The Purchase Agreement was previously filed with the Commission as Exhibits 2.1 and 2.2 to the Original Report and a press release announcing the transaction was previously filed as Exhibit 99.1 to the Original Report, each of which are incorporated herein by reference.

Item 9.01 Financial Statements and Exhibits.

(a) Financial Statements of Businesses Acquired.

The audited combined financial statements of the First Wind Operating Entities as of December 31, 2014 and for the years ended December 31, 2014 and 2013 are attached as Exhibit 99.1 and are incorporated herein by reference.
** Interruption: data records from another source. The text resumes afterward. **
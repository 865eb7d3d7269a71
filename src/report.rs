//! Fixture report
//!
//! The text rendering is the fixture's whole external interface and must
//! stay byte-identical to the C program's `printf` output.

use serde::Serialize;
use std::fmt;

use crate::common::Result;
use crate::math::{self, FIXTURE_ARRAY};
use crate::trace::{self, CallStats};

/// Results for one fixture run
#[derive(Debug, Clone, Copy, PartialEq, Eq, Serialize)]
pub struct Report {
    pub number: i32,
    pub factorial: i32,
    pub fibonacci: i32,
    pub sum: i32,
}

impl Report {
    /// Compute with the wrapping arithmetic
    pub fn compute(number: i32) -> Self {
        Self {
            number,
            factorial: math::factorial(number),
            fibonacci: math::fibonacci(number),
            sum: math::array_sum(&FIXTURE_ARRAY),
        }
    }

    /// Compute with overflow reported as an error
    pub fn try_compute(number: i32) -> Result<Self> {
        Ok(Self {
            number,
            factorial: math::checked_factorial(number)?,
            fibonacci: math::checked_fibonacci(number)?,
            sum: math::array_sum(&FIXTURE_ARRAY),
        })
    }

    /// Pretty-printed JSON
    pub fn to_json(&self) -> Result<String> {
        Ok(serde_json::to_string_pretty(self)?)
    }
}

impl fmt::Display for Report {
    fn fmt(&self, f: &mut fmt::Formatter<'_>) -> fmt::Result {
        writeln!(f, "Calculating factorial and fibonacci for {}", self.number)?;
        writeln!(f, "Factorial of {} is {}", self.number, self.factorial)?;
        writeln!(
            f,
            "Fibonacci number at position {} is {}",
            self.number, self.fibonacci
        )?;
        writeln!(f, "Sum of array elements: {}", self.sum)
    }
}

/// Call statistics for both recursions
#[derive(Debug, Clone, Copy, PartialEq, Eq, Serialize)]
pub struct CallReport {
    pub factorial: CallStats,
    pub fibonacci: CallStats,
}

impl CallReport {
    pub fn collect(number: i32) -> Self {
        Self {
            factorial: trace::traced_factorial(number).1,
            fibonacci: trace::traced_fibonacci(number).1,
        }
    }

    /// Pretty-printed JSON
    pub fn to_json(&self) -> Result<String> {
        Ok(serde_json::to_string_pretty(self)?)
    }
}

impl fmt::Display for CallReport {
    fn fmt(&self, f: &mut fmt::Formatter<'_>) -> fmt::Result {
        for (name, stats) in [("factorial", self.factorial), ("fibonacci", self.fibonacci)] {
            writeln!(
                f,
                "{name}: calls={}, max_depth={}",
                stats.calls, stats.max_depth
            )?;
        }
        Ok(())
    }
}

#[cfg(test)]
mod tests {
    use super::*;
    use crate::Error;

    const FIXTURE_OUTPUT: &str = "\
Calculating factorial and fibonacci for 5
Factorial of 5 is 120
Fibonacci number at position 5 is 5
Sum of array elements: 15
";

    #[test]
    fn test_default_report_text() {
        let report = Report::compute(5);
        assert_eq!(report.to_string(), FIXTURE_OUTPUT);
    }

    #[test]
    fn test_report_fields() {
        let report = Report::compute(10);
        assert_eq!(
            report,
            Report {
                number: 10,
                factorial: 3_628_800,
                fibonacci: 55,
                sum: 15,
            }
        );
    }

    #[test]
    fn test_try_compute_matches_in_range() {
        for n in 0..=12 {
            assert_eq!(Report::try_compute(n).unwrap(), Report::compute(n));
        }
    }

    #[test]
    fn test_try_compute_overflow() {
        assert!(matches!(
            Report::try_compute(13),
            Err(Error::Overflow { operation: "factorial", .. })
        ));
    }

    #[test]
    fn test_json() {
        let json = Report::compute(5).to_json().unwrap();
        let value: serde_json::Value = serde_json::from_str(&json).unwrap();
        assert_eq!(value["number"], 5);
        assert_eq!(value["factorial"], 120);
        assert_eq!(value["fibonacci"], 5);
        assert_eq!(value["sum"], 15);
    }

    #[test]
    fn test_call_report_text() {
        let report = CallReport::collect(5);
        assert_eq!(
            report.to_string(),
            "factorial: calls=5, max_depth=5\nfibonacci: calls=15, max_depth=5\n"
        );
    }

    #[test]
    fn test_call_report_json() {
        let json = CallReport::collect(10).to_json().unwrap();
        let value: serde_json::Value = serde_json::from_str(&json).unwrap();
        assert_eq!(value["factorial"]["calls"], 10);
        assert_eq!(value["factorial"]["max_depth"], 10);
        assert_eq!(value["fibonacci"]["calls"], 177);
        assert_eq!(value["fibonacci"]["max_depth"], 10);
    }
}
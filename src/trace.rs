//! Call instrumentation
//!
//! Instrumented copies of the fixture recursions. They compute the same
//! values as [`crate::math`] and record what a debugger attached to the
//! fixture would observe: how many frames were entered and how deep the
//! stack got.

use serde::Serialize;
use tracing::trace;

/// Call statistics for one top-level invocation
#[derive(Debug, Clone, Copy, Default, PartialEq, Eq, Serialize)]
pub struct CallStats {
    /// Total invocations, root included
    pub calls: u64,
    /// Deepest number of simultaneously active frames (root = 1)
    pub max_depth: u32,
}

impl CallStats {
    fn enter(&mut self, depth: u32) {
        self.calls += 1;
        self.max_depth = self.max_depth.max(depth);
    }
}

/// Factorial with call statistics
pub fn traced_factorial(n: i32) -> (i32, CallStats) {
    fn go(n: i32, depth: u32, stats: &mut CallStats) -> i32 {
        stats.enter(depth);
        trace!(n, depth, "factorial");
        if n <= 1 {
            return 1;
        }
        n.wrapping_mul(go(n - 1, depth + 1, stats))
    }

    let mut stats = CallStats::default();
    let value = go(n, 1, &mut stats);
    (value, stats)
}

/// Fibonacci with call statistics
pub fn traced_fibonacci(n: i32) -> (i32, CallStats) {
    fn go(n: i32, depth: u32, stats: &mut CallStats) -> i32 {
        stats.enter(depth);
        trace!(n, depth, "fibonacci");
        if n <= 1 {
            return n;
        }
        go(n - 1, depth + 1, stats).wrapping_add(go(n - 2, depth + 1, stats))
    }

    let mut stats = CallStats::default();
    let value = go(n, 1, &mut stats);
    (value, stats)
}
The audited consolidated financial statements of Imperial Valley Solar 1 Holdings II, LLC and Subsidiaries for the year ended December 31, 2013, and the unaudited consolidated financial statements of Imperial Valley Solar 1 Holdings II, LLC and Subsidiaries for the six months ended June 30, 2014 are attached as Exhibits 99.2 and 99.3, respectively, and incorporated herein by reference.

(b) Pro Forma Financial Information.

The unaudited pro forma financial information and explanatory notes for the year ended December 31, 2014 are attached as Exhibit 99.2 and are incorporated herein by reference. The unaudited pro forma financial information includes financial information in respect of the Corporation’s previously consummated acquisition of Imperial Valley Solar 1 Holdings II, LLC and its subsidiaries.

(d) Exhibits.

 

Exhibit No.

  

Description

23.1    Consent of Ernst & Young LLP—First Wind Operating Entities.
23.2    Consent of Ernst & Young LLP—Imperial Valley Solar 1 Holdings II, LLC and Subsidiaries (Mt. Signal).
99.1    Audited combined financial statements of the First Wind Operating Entities as of and for the years ended December 31, 2014 and 2013.
99.2    Audited consolidated financial statements of Imperial Valley Solar 1 Holdings II, LLC and Subsidiaries as of and for the year ended December 31, 2013.
99.3    Unaudited consolidated financial statements of Imperial Valley Solar 1 Holdings II, LLC and Subsidiaries as of and for the six months ended June 30, 2014 and 2013.
99.4    Unaudited pro forma financial information as of and for the year ended December 31, 2014.


SIGNATURES

Pursuant to the requirements of the Securities Exchange Act of 1934, the registrant has duly caused this report to be signed on its behalf by the undersigned hereunto duly authorized.

 

TERRAFORM POWER, INC.
March 30, 2015 By:

/s/ Sebastian Deschler

Name: Sebastian Deschler
Title: Senior Vice President, General Counsel and Secretary


Exhibit Index

 

Exhibit No.

  

Description

23.1    Consent of Ernst & Young LLP—First Wind Operating Entities.
23.2    Consent of Ernst & Young LLP—Imperial Valley Solar 1 Holdings II, LLC and Subsidiaries (Mt. Signal).
99.1    Audited combined financial statements of the First Wind Operating Entities as of and for the years ended December 31, 2014 and 2013.
99.2    Audited consolidated financial statements of Imperial Valley Solar 1 Holdings II, LLC and Subsidiaries as of and for the year ended December 31, 2013.
99.3    Unaudited consolidated financial Statements of Imperial Valley Solar 1 Holdings II, LLC and Subsidiaries as of and for the six months ended June 30, 2014 and 2013.
99.4    Unaudited pro forma financial information as of and for the year ended December 31, 2014.